This nation.s children deserve a better standard of practice than teaching to the test.

“The educational foundations of our society are presently being eroded by a rising tide of mediocrity that threatens our very future as a Nation and a people.” – Like or loathe them, those words from A Nation at Risk live on in education reform infamy.

30 years later, many in this nation are demanding we do exactly what President Reagan’s education commission offered; we just don’t know it.

As President Reagan explained, he and his Secretary of Education T. H. Bell “agreed that it was imperative to assemble a panel of America’s leading educators, an assembly of such eminence that the Nation would listen to its findings.” So when the nation did listen, we heard Ronald Reagan, not the experts, say, “…our educational system is in the grip of a crisis caused by low standards…” And those words grabbed and held the nation’s attention.

The New York Times reported that we were “being threatened by lax standards and misguided priorities in the schools” and that “the commission said low educational standards constitute a serious problem.” If members of the National Commission on Excellence in Education did speak those words in 1983, they did not choose to write them in the official report!

What the report really said about standards was this:

“We should expect schools to have genuinely high standards rather than minimum ones, and parents to support and encourage their children to make the most of their talents and abilities.”… “we find that for too many people education means doing the minimum work necessary for the moment, then coasting through life on what may have been learned in its first quarter. But this should not surprise us because we tend to express our educational standards and expectations largely in terms of ‘minimum requirements.'” … “In some colleges maintaining enrollments is of greater day-to-day concern than maintaining rigorous academic standards.”

And their advice for setting standards for secondary schools:

We recommend that schools, colleges, and universities adopt more rigorous and measurable standards, and higher expectations, for academic performance and student conduct, and that 4-year colleges and universities raise their requirements for admission. This will help students do their best educationally with challenging materials in an environment that supports learning and authentic accomplishment.

In addition,

“Persons preparing to teach should be required to meet high educational standards, to demonstrate an aptitude for teaching, and to demonstrate competence in an academic discipline. Colleges and universities offering teacher preparation programs should be judged by how well their graduates meet these criteria.”

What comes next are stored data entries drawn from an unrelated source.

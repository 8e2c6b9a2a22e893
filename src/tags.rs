use std::sync::Arc;

use hyper::{StatusCode, Uri};
use poem::{
    handler,
    web::{Data, Path},
    IntoResponse, Request, Response,
};
use serde::{Deserialize, Serialize};
use serde_json::json;
use tracing::{event, Level};

use crate::enumeration::{Enumeration, TagWindow, Tags};
use crate::listing::api_uri;
use crate::{ErrorCode, Errors, Listing, PagingParameters, RegistryError, TagsPaging};

/// Maximum length of a repository name,
///
const MAX_REPOSITORY_NAME_LEN: usize = 255;

/// Body of the tags api response,
///
#[derive(Debug, Clone, PartialEq, Eq, Serialize, Deserialize)]
pub struct TagsResponse {
    pub name: String,
    pub tags: Vec<String>,
}

/// Lists the tags of a repository, based on OCI spec endpoints:
///
/// ```markdown
/// | ID     | Method         | API Endpoint                                                 | Success     | Failure           |
/// | ------ | -------------- | ------------------------------------------------------------ | ----------- | ----------------- |
/// | end-8a | `GET`          | `/v2/<name>/tags/list`                                       | `200`       | `404`             |
/// | end-8b | `GET`          | `/v2/<name>/tags/list?n=<integer>&last=<string>`             | `200`       | `404`             |
/// ```
///
/// Unless configured to always paginate, the full tag list is returned when neither paging parameter is present,
///
pub struct TagLister {
    store: Tags,
    paging: PagingParameters,
}

impl TagLister {
    /// Returns a new tag lister,
    ///
    pub fn new(store: Tags, paging: PagingParameters) -> Self {
        Self { store, paging }
    }

    /// Lists the tags of `name`, paginated as requested by `uri`,
    ///
    pub async fn list(&self, name: &str, uri: &Uri) -> Result<Listing<TagsResponse>, Errors> {
        validate_repository_name(name)?;

        let tags = TagWindow::new(self.store.clone(), name);

        let paginate = match self.paging.config().tags_paging {
            TagsPaging::OnDemand => self.paging.is_enabled(uri.query()),
            TagsPaging::Always => true,
        };

        let (tags, link) = if paginate {
            let mut page = self.paging.parse(uri.query());
            self.paging.check_limit(&page)?;

            let window = tags.window(&page).await?;
            let link = match window.next_cursor() {
                Some(last) => {
                    page.last = last.to_string();
                    let link = self
                        .paging
                        .create_link(&uri.to_string(), &page)
                        .map_err(RegistryError::from)?;
                    Some(link)
                }
                None => None,
            };
            (window.items, link)
        } else {
            (tags.all().await?, None)
        };

        event!(
            Level::DEBUG,
            "Listing {} tags for {name}, more: {}",
            tags.len(),
            link.is_some()
        );

        Ok(Listing {
            body: TagsResponse {
                name: name.to_string(),
                tags,
            },
            link,
        })
    }
}

/// Checks that a repository name is made of lowercase alphanumeric components separated by `/`,
///
/// Components may contain `.`, `_`, `__`, or runs of `-` between alphanumeric characters,
///
pub fn validate_repository_name(name: &str) -> Result<(), RegistryError> {
    let valid = !name.is_empty()
        && name.len() <= MAX_REPOSITORY_NAME_LEN
        && name.split('/').all(valid_component);

    if valid {
        Ok(())
    } else {
        event!(Level::DEBUG, "Invalid repository name, {name}");
        Err(ErrorCode::NameInvalid.with_detail(json!({ "name": name })))
    }
}

fn valid_component(component: &str) -> bool {
    let alphanumeric = |c: char| c.is_ascii_lowercase() || c.is_ascii_digit();

    let mut separator = String::new();
    let mut chars = component.chars();
    match chars.next() {
        Some(c) if alphanumeric(c) => {}
        _ => return false,
    }

    for c in chars {
        if alphanumeric(c) {
            let valid_separator = separator.is_empty()
                || separator == "."
                || separator == "_"
                || separator == "__"
                || separator.chars().all(|s| s == '-');
            if !valid_separator {
                return false;
            }
            separator.clear();
        } else if matches!(c, '.' | '_' | '-') {
            separator.push(c);
        } else {
            return false;
        }
    }

    separator.is_empty()
}

/// Handler for the tags api,
///
/// The route captures `<name>/tags`, requests w/o a `/tags` segment are not found,
///
#[handler]
pub async fn tags_api(
    request: &Request,
    Path(repo): Path<String>,
    lister: Data<&Arc<TagLister>>,
) -> Response {
    let name = match repo.strip_suffix("/tags") {
        Some(name) => name,
        None => {
            event!(Level::DEBUG, "Path does not end w/ a tags segment, {repo}");
            return StatusCode::NOT_FOUND.into_response();
        }
    };

    event!(Level::DEBUG, "Got list_tags request, {name}");
    event!(Level::TRACE, "{:#?}", request);

    let uri = match api_uri(request) {
        Ok(uri) => uri,
        Err(err) => return Errors::from(err).into_response(),
    };

    match lister.list(name, &uri).await {
        Ok(listing) => listing.into_response(),
        Err(errors) => errors.into_response(),
    }
}

#[allow(unused_imports)]
#[cfg(test)]
mod tests {
    use std::sync::Arc;

    use hyper::Uri;
    use serde_json::json;

    use super::{validate_repository_name, TagLister};
    use crate::{ErrorCode, MemoryStore, PagingConfig, PagingParameters, TagsPaging};

    fn uri(uri: &str) -> Uri {
        uri.parse().expect("should be a valid uri")
    }

    fn lister(tags: &[&str], config: PagingConfig) -> TagLister {
        let store = MemoryStore::default().with_tags("library/ubuntu", tags.iter().copied());
        TagLister::new(Arc::new(store), PagingParameters::new(config))
    }

    #[tokio::test]
    async fn test_list_paginated() {
        let lister = lister(&["a", "b", "c", "d", "e"], PagingConfig::default());

        let listing = lister
            .list("library/ubuntu", &uri("/v2/library/ubuntu/tags/list?n=2"))
            .await
            .expect("should list");
        assert_eq!("library/ubuntu", listing.body.name);
        assert_eq!(vec!["a", "b"], listing.body.tags);
        assert_eq!(
            Some(r#"</v2/library/ubuntu/tags/list?last=b&n=2>; rel="next""#.to_string()),
            listing.link
        );

        let listing = lister
            .list("library/ubuntu", &uri("/v2/library/ubuntu/tags/list?n=2&last=c"))
            .await
            .expect("should list");
        assert_eq!(vec!["d", "e"], listing.body.tags);
        assert_eq!(None, listing.link);
    }

    #[tokio::test]
    async fn test_list_unpaginated() {
        let tags = (0..150).map(|i| format!("v{i:03}")).collect::<Vec<_>>();
        let tags = tags.iter().map(String::as_str).collect::<Vec<_>>();
        let lister = lister(&tags, PagingConfig::default());

        let listing = lister
            .list("library/ubuntu", &uri("/v2/library/ubuntu/tags/list"))
            .await
            .expect("should list");
        assert_eq!(150, listing.body.tags.len());
        assert_eq!(None, listing.link);

        let listing = lister
            .list("library/ubuntu", &uri("/v2/library/ubuntu/tags/list?last="))
            .await
            .expect("should list");
        assert_eq!(100, listing.body.tags.len());
        assert!(listing.link.is_some());
    }

    #[tokio::test]
    async fn test_list_always_paginated() {
        let tags = (0..150).map(|i| format!("v{i:03}")).collect::<Vec<_>>();
        let tags = tags.iter().map(String::as_str).collect::<Vec<_>>();
        let lister = lister(
            &tags,
            PagingConfig {
                tags_paging: TagsPaging::Always,
                ..Default::default()
            },
        );

        let listing = lister
            .list("library/ubuntu", &uri("/v2/library/ubuntu/tags/list"))
            .await
            .expect("should list");
        assert_eq!(100, listing.body.tags.len());
        assert_eq!(
            Some(r#"</v2/library/ubuntu/tags/list?last=v099&n=100>; rel="next""#.to_string()),
            listing.link
        );
    }

    #[tokio::test]
    #[tracing_test::traced_test]
    async fn test_list_unknown_repository() {
        let lister = lister(&["a"], PagingConfig::default());

        let errors = lister
            .list("library/missing", &uri("/v2/library/missing/tags/list"))
            .await
            .expect_err("should be unknown");
        let error = &errors.errors()[0];
        assert_eq!(ErrorCode::NameUnknown, error.code());
        assert_eq!(Some(&json!({ "name": "library/missing" })), error.detail());
    }

    #[test]
    fn test_validate_repository_name() {
        for name in [
            "ubuntu",
            "library/ubuntu",
            "a/b/c",
            "my-app",
            "my--app",
            "my.app",
            "my_app",
            "my__app",
            "0ab9",
        ] {
            validate_repository_name(name).expect(name);
        }

        for name in [
            "",
            "Ubuntu",
            "/ubuntu",
            "ubuntu/",
            "library//ubuntu",
            "../etc",
            "a/./b",
            "-app",
            "app-",
            "my___app",
            "my._app",
            "my app",
        ] {
            let err = validate_repository_name(name).expect_err(name);
            assert_eq!(ErrorCode::NameInvalid, err.code());
        }

        validate_repository_name(&"a".repeat(256)).expect_err("should be too long");
    }
}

That’s it! You can read, reread, and word search the document and you will not find a recommendation that we set K through 12 academic standards at a level that all students will meet. Instead, we were urged not to see standards as the goal, but instead to set the expectation for students that they will do their personal best to push themselves to the limit of their talents and continue through life as life-long learners.

In A Nation at Risk, you will not find “standards” being held up as neither the silver bullet nor the major problem despite what foes and fans alike – and the public – have been led to believe.

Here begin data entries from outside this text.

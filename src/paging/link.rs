use hyper::Uri;
use tracing::{event, Level};

use crate::{Error, PageRequest, PagingParameters};

impl PagingParameters {
    /// Uses the original url from the request to create the value of a `Link` header pointing at the next page,
    ///
    /// The query is replaced w/ the page size and cursor, and any fragment is dropped,
    ///
    /// ```markdown
    /// </v2/_catalog?last=b&n=2>; rel="next"
    /// ```
    ///
    pub fn create_link(&self, original_url: &str, page: &PageRequest) -> Result<String, Error> {
        let without_fragment = original_url.split('#').next().unwrap_or_default();
        let called = without_fragment
            .parse::<Uri>()
            .map_err(|_| Error::malformed_url(original_url))?;

        let mut params = vec![
            (self.config().size_parameter.as_str(), page.n.to_string()),
            (self.config().cursor_parameter.as_str(), page.last.clone()),
        ];
        params.sort_by(|a, b| a.0.cmp(b.0));
        let query = serde_urlencoded::to_string(&params)?;

        let path = match called.path() {
            "" if called.scheme().is_some() => "/",
            path => path,
        };

        let mut next = Uri::builder();
        if let Some(scheme) = called.scheme() {
            next = next.scheme(scheme.clone());
        }
        if let Some(authority) = called.authority() {
            next = next.authority(authority.clone());
        }
        let next = next.path_and_query(format!("{path}?{query}")).build()?;

        event!(Level::TRACE, "Created next link, {next}");
        Ok(format!("<{next}>; rel=\"next\""))
    }
}
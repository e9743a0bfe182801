use std::collections::HashMap;
use std::io::Cursor;

use axum::{
    body::StreamBody,
    extract::Path,
    http::{header, StatusCode},
    response::{IntoResponse, Response},
};

use maplit::hashmap;
use tokio_util::io::ReaderStream;

lazy_static::lazy_static! {
    /// Page assets compiled into the binary, by `directory/file`
    static ref ASSETS: HashMap<&'static str, &'static [u8]> = hashmap! {
        "js/script.js" => include_bytes!("wwwroot/js/script.js").as_ref(),
        "css/site.css" => include_bytes!("wwwroot/css/site.css").as_ref(),
        "images/favicon.svg" => include_bytes!("wwwroot/images/favicon.svg").as_ref(),
    };
}

fn asset_response(file: &str, data: &'static [u8]) -> Response {
    let mime_type = mime_guess::from_path(file).first_or_octet_stream();
    let headers = [
        (header::CONTENT_TYPE, mime_type.to_string()),
        // the page changes with the binary, revalidate on reload
        (header::CACHE_CONTROL, "no-cache".to_owned()),
    ];
    let body = StreamBody::new(ReaderStream::new(Cursor::new(data)));
    (headers, body).into_response()
}

/// Handle static files: js, css, images
pub(crate) async fn handle_static(Path((path, file)): Path<(String, String)>) -> Response {
    match ASSETS.get(format!("{path}/{file}").as_str()) {
        Some(data) => asset_response(&file, *data),
        None => {
            tracing::debug!("No static asset {}/{}", path, file);
            StatusCode::NOT_FOUND.into_response()
        }
    }
}
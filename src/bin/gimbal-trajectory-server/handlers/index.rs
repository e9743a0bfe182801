use std::sync::Arc;

use axum::{extract::State, response::IntoResponse};
use axum_template::{Key, RenderHtml};
use serde::Serialize;

use gimbal_trajectory::Config;

use crate::AppEngine;

pub(crate) async fn handle_index(
    State(engine): State<AppEngine>,
    State(config): State<Arc<Config>>,
) -> impl IntoResponse {
    #[derive(Serialize)]
    struct IndexModel {
        step_angle: f64,
        microsteps: u32,
        debounce_ms: u64,
    }

    let model = IndexModel {
        step_angle: config.default_step_angle,
        microsteps: config.default_microsteps,
        debounce_ms: config.debounce_ms,
    };

    RenderHtml(Key("index".to_owned()), engine, model)
}
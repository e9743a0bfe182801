use std::sync::Arc;

use axum::{extract::rejection::JsonRejection, extract::State, Json};

use gimbal_trajectory::{
    api::{ImageResponse, PlotRequest, ProfileRequest},
    piecewise::NO_VALID_PAIRS,
    render, Config, Piecewise,
};

use super::api_error::{blocking, ApiError};

pub(crate) async fn handle_plot(
    State(config): State<Arc<Config>>,
    payload: Result<Json<PlotRequest>, JsonRejection>,
) -> Result<Json<ImageResponse>, ApiError> {
    let Json(request) = payload?;
    tracing::debug!("plot: {} rows", request.functions.len());

    let img = blocking(move || {
        let piecewise = Piecewise::from_rows(&request.functions, NO_VALID_PAIRS)?;
        let png = render::render_functions(&piecewise, config.plot_options())?;
        Ok(render::to_base64(&png))
    })
    .await?;

    Ok(Json(ImageResponse { img }))
}

pub(crate) async fn handle_profile(
    State(config): State<Arc<Config>>,
    payload: Result<Json<ProfileRequest>, JsonRejection>,
) -> Result<Json<ImageResponse>, ApiError> {
    let Json(request) = payload?;
    let resolution = request.resolution.resolve(config.default_resolution());
    tracing::debug!(
        "profile: {} rows, {} deg / {}",
        request.functions.len(),
        resolution.step_angle,
        resolution.microsteps
    );

    let img = blocking(move || {
        let piecewise = Piecewise::from_rows(&request.functions, NO_VALID_PAIRS)?;
        let png = render::render_profile(
            &piecewise,
            resolution,
            config.limits(),
            config.plot_options(),
        )?;
        Ok(render::to_base64(&png))
    })
    .await?;

    Ok(Json(ImageResponse { img }))
}
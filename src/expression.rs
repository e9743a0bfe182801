//! Angle functions typed by the user, `x` is the time in seconds.
//!
//! Grammar, lowest precedence first:
//! ```text
//! expr    = term (('+' | '-') term)*
//! term    = unary (('*' | '/') unary)*
//! unary   = ('-' | '+') unary | power
//! power   = primary (('^' | '**') unary)?
//! primary = number | '(' expr ')' | name | name '(' expr (',' expr)* ')'
//! ```
//! `power` is right-associative and `-x^2` reads as `-(x^2)`. Runs of `+ -`
//! and `* /` are kept flat, signs, exponents and brackets may nest at most
//! [`MAX_NESTING`] levels.

use std::str::FromStr;

use nom::{
    branch::alt,
    bytes::complete::tag,
    character::complete::{alpha1, alphanumeric1, char, digit0, digit1, multispace0, one_of},
    combinator::{all_consuming, map, map_res, not, opt, recognize, value},
    error::ErrorKind,
    multi::{many0, many0_count, separated_list1},
    sequence::{delimited, pair, preceded, terminated, tuple},
    Finish, IResult,
};

pub const MAX_NESTING: usize = 64;

#[derive(Debug, Clone, PartialEq, thiserror::Error)]
pub enum ParseError {
    #[error("empty expression")]
    Empty,

    #[error("unexpected input at position {position}: '{rest}'")]
    Syntax { position: usize, rest: String },

    #[error("unknown name '{0}'")]
    UnknownName(String),

    #[error("expression nests deeper than {0} levels")]
    TooDeep(usize),

    #[error("function '{name}' expects {expected} argument(s), got {got}")]
    Arity {
        name: String,
        expected: &'static str,
        got: usize,
    },
}

#[derive(Debug, Clone, Copy, PartialEq)]
pub enum BinOp {
    Add,
    Sub,
    Mul,
    Div,
    Pow,
}
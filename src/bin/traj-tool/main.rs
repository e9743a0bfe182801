mod cli;

use std::io::Write;

use clap::Parser;
use tracing_subscriber::{layer::SubscriberExt, util::SubscriberInitExt};

use gimbal_trajectory::Trajectory;

use cli::{Cli, Command};

fn print_info(trajectory: &Trajectory, count: usize, mut out: impl Write) -> std::io::Result<()> {
    let header = &trajectory.header;
    writeln!(out, "Header:")?;
    write!(out, "{}", header)?;
    writeln!(
        out,
        "Rate: {:.3} Hz, duration {:.6} s",
        header.rate_hz(),
        header.total_samples.saturating_sub(1) as f64 * header.sample_dt_us as f64 / 1e6
    )?;

    writeln!(out, "First {} samples:", count.min(trajectory.samples.len()))?;
    for (i, (t, a)) in trajectory
        .times()
        .zip(trajectory.samples.iter())
        .take(count)
        .enumerate()
    {
        writeln!(out, "  [{:>3}] t={:.6} s  angle={:.6} deg", i, t, a)?;
    }
    Ok(())
}

fn main() -> anyhow::Result<()> {
    tracing_subscriber::registry()
        .with(
            tracing_subscriber::EnvFilter::try_from_default_env()
                .unwrap_or_else(|_| "traj_tool=info".into()),
        )
        .with(tracing_subscriber::fmt::layer().with_writer(std::io::stderr))
        .init();

    let args = Cli::parse();

    match args.command {
        Command::Info {
            filename,
            axis,
            count,
        } => {
            let trajectory = Trajectory::load(&filename, axis)?;
            tracing::debug!("{:?}: {} samples", filename, trajectory.samples.len());
            print_info(&trajectory, count, std::io::stdout().lock())?;
        }
        Command::Csv {
            filename,
            output,
            axis,
        } => {
            let trajectory = Trajectory::load(&filename, axis)?;
            match output {
                Some(path) => {
                    let file = std::fs::File::create(&path)?;
                    trajectory.write_csv(std::io::BufWriter::new(file))?;
                    tracing::info!("{} samples written to {:?}", trajectory.samples.len(), path);
                }
                None => trajectory.write_csv(std::io::stdout().lock())?,
            }
        }
    }

    Ok(())
}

Given the damaging results of the national push for 100% “proficiency” in meeting math and reading standards, the new push for Common Core standards, plus, the No Child Left Behind yearly mandated high-stakes tests for accountability purposes, we must look closely at what was actually recommended for standardized testing.The commission wrote:

Four-year colleges and universities should raise their admissions requirements and advise all potential applicants of the standards for admission in terms of specific courses required, performance in these areas, and levels of achievement on standardized achievement tests in each of the five Basics and, where applicable, foreign languages.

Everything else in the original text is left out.